> [Aim of the task] Exact reproduction of the following data is required.

> [Given records]
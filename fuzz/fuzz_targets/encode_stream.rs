#![no_main]

use std::io::Cursor;

use chunk64::{Decoder, Encoder};
use libfuzzer_sys::fuzz_target;

fuzz_target!(|data: Vec<u8>| {
    let whole = chunk64::encode(&data);

    for chunk_size in [3, 6, 9, 300, 3 * 1024] {
        // Verify: chunking does not change the output
        let streamed = Encoder::new(chunk_size)
            .encode_to_string(Cursor::new(&data))
            .unwrap();
        assert_eq!(streamed, whole);

        // Verify: offsets cover the input without gaps
        let mut expected_offset = 0u64;
        for chunk in Encoder::new(chunk_size).encode(Cursor::new(&data)) {
            let chunk = chunk.unwrap();
            assert_eq!(chunk.offset, expected_offset);
            expected_offset += chunk.input_len as u64;
        }
        assert_eq!(expected_offset, data.len() as u64);
    }

    // Verify: round trip through the streaming decoder
    for chunk_size in [4, 8, 400] {
        let mut out = Vec::new();
        Decoder::new(chunk_size)
            .decode_to_writer(Cursor::new(whole.as_bytes()), &mut out)
            .unwrap();
        assert_eq!(out, data);
    }
});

> [Solution to this exercise]
filename fuzz/fuzz_targets/encode_stream.rs
#![no_main]

use std::io::Cursor;

use chunk64::{Decoder, Encoder};
use libfuzzer_sys::fuzz_target;

fuzz_target!(|data: Vec<u8>| {
    let whole = chunk64::encode(&data);

    for chunk_size in [3, 6, 9, 300, 3 * 1024] {
        // Verify: chunking does not change the output
        let streamed = Encoder::new(chunk_size)
            .encode_to_string(Cursor::new(&data))
            .unwrap();
        assert_eq!(streamed, whole);

        // Verify: offsets cover the input without gaps
        let mut expected_offset = 0u64;
        for chunk in Encoder::new(chunk_size).encode(Cursor::new(&data)) {
            let chunk = chunk.unwrap();
            assert_eq!(chunk.offset, expected_offset);
            expected_offset += chunk.input_len as u64;
        }
        assert_eq!(expected_offset, data.len() as u64);
    }

    // Verify: round trip through the streaming decoder
    for chunk_size in [4, 8, 400] {
        let mut out = Vec::new();
        Decoder::new(chunk_size)
            .decode_to_writer(Cursor::new(whole.as_bytes()), &mut out)
            .unwrap();
        assert_eq!(out, data);
    }
});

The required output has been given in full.